> [ACTIVITY] Across the entries below, tally every line that holds the word "Some". Give only the tally.

> [MATERIAL TO PROCESS]
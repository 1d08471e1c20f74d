use crate::domain::order::{Order, OrderId};
use crate::domain::ports::OrderStore;
use crate::error::{GatewayError, Result};
use async_trait::async_trait;
use redis::AsyncCommands;
use std::time::Duration;

/// Key prefix separating order records from anything else in the database.
const KEY_PREFIX: &str = "order:";

/// A persistent order store backed by Redis.
///
/// Records are whole-value JSON strings written with `SET .. EX`, so the
/// server enforces the TTL policy and reclaims expired records itself.
///
/// This struct is thread-safe (`Clone` shares the underlying client).
#[derive(Clone)]
pub struct RedisOrderStore {
    client: redis::Client,
}

impl RedisOrderStore {
    /// Opens a connection handle against the given Redis URL.
    ///
    /// The URL is only validated here; connections are established lazily
    /// per operation.
    pub fn open(url: &str) -> Result<Self> {
        let client = redis::Client::open(url)?;
        Ok(Self { client })
    }

    fn key(order_id: &OrderId) -> String {
        format!("{KEY_PREFIX}{order_id}")
    }
}

#[async_trait]
impl OrderStore for RedisOrderStore {
    async fn put(&self, order_id: &OrderId, order: Order, ttl: Duration) -> Result<()> {
        let mut conn = self.client.get_multiplexed_async_connection().await?;

        let value = serde_json::to_string(&order)
            .map_err(|e| GatewayError::Store(format!("serialize order record: {e}")))?;

        // SET EX rejects a zero expiry; clamp up to the smallest window.
        let ttl_secs = ttl.as_secs().max(1);
        let _: () = conn.set_ex(Self::key(order_id), value, ttl_secs).await?;

        Ok(())
    }

    async fn get(&self, order_id: &OrderId) -> Result<Option<Order>> {
        let mut conn = self.client.get_multiplexed_async_connection().await?;

        let raw: Option<String> = conn.get(Self::key(order_id)).await?;
        match raw {
            None => Ok(None),
            Some(raw) => {
                let order = serde_json::from_str(&raw)
                    .map_err(|e| GatewayError::Store(format!("deserialize order record: {e}")))?;
                Ok(Some(order))
            }
        }
    }
}
use crate::config::GatewayConfig;
use crate::domain::order::{OrderId, SettlementReport};
use crate::domain::ports::SettlementOracle;
use crate::error::{GatewayError, Result};
use async_trait::async_trait;
use rust_decimal::Decimal;
use serde::Deserialize;
use std::str::FromStr;

/// Status value the authority reports for a completed settlement.
const TXN_SUCCESS: &str = "TXN_SUCCESS";

/// Settlement oracle client for a Paytm-style order-status endpoint.
///
/// One GET per query, no retries at this layer. The caller decides whether
/// and when to ask again.
pub struct PaytmOracle {
    http: reqwest::Client,
    base_url: String,
    merchant_id: String,
}

/// Raw order-status payload. Both fields are untrusted input and parsed
/// defensively; unknown fields are ignored.
#[derive(Debug, Deserialize)]
struct OrderStatusResponse {
    #[serde(rename = "STATUS")]
    status: Option<String>,
    #[serde(rename = "TXNAMOUNT")]
    txn_amount: Option<String>,
}

impl PaytmOracle {
    pub fn new(config: &GatewayConfig) -> Result<Self> {
        let http = reqwest::Client::builder()
            .timeout(config.oracle_timeout)
            .build()
            .map_err(|e| GatewayError::OracleUnavailable(format!("build http client: {e}")))?;

        Ok(Self {
            http,
            base_url: config.oracle_base_url.clone(),
            merchant_id: config.merchant_id.clone(),
        })
    }
}

fn parse_report(response: OrderStatusResponse) -> Result<SettlementReport> {
    // A missing or unknown status means "not yet settled", never an error.
    if response.status.as_deref() != Some(TXN_SUCCESS) {
        return Ok(SettlementReport::NotSettled);
    }

    let raw_amount = response.txn_amount.ok_or_else(|| {
        GatewayError::OracleUnavailable("settled response missing TXNAMOUNT".to_string())
    })?;
    let amount_received = Decimal::from_str(raw_amount.trim()).map_err(|e| {
        GatewayError::OracleUnavailable(format!("non-numeric TXNAMOUNT {raw_amount:?}: {e}"))
    })?;

    Ok(SettlementReport::Settled { amount_received })
}

#[async_trait]
impl SettlementOracle for PaytmOracle {
    async fn query(&self, order_id: &OrderId) -> Result<SettlementReport> {
        let params = serde_json::json!({
            "MID": self.merchant_id,
            "ORDERID": order_id,
        });

        let response = self
            .http
            .get(format!("{}/order/status", self.base_url))
            .query(&[("JsonData", params.to_string())])
            .send()
            .await
            .map_err(|e| GatewayError::OracleUnavailable(e.to_string()))?
            .error_for_status()
            .map_err(|e| GatewayError::OracleUnavailable(e.to_string()))?;

        let payload: OrderStatusResponse = response
            .json()
            .await
            .map_err(|e| GatewayError::OracleUnavailable(format!("malformed payload: {e}")))?;

        parse_report(payload)
    }
}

> [RESPONSE TO THE TASK] 3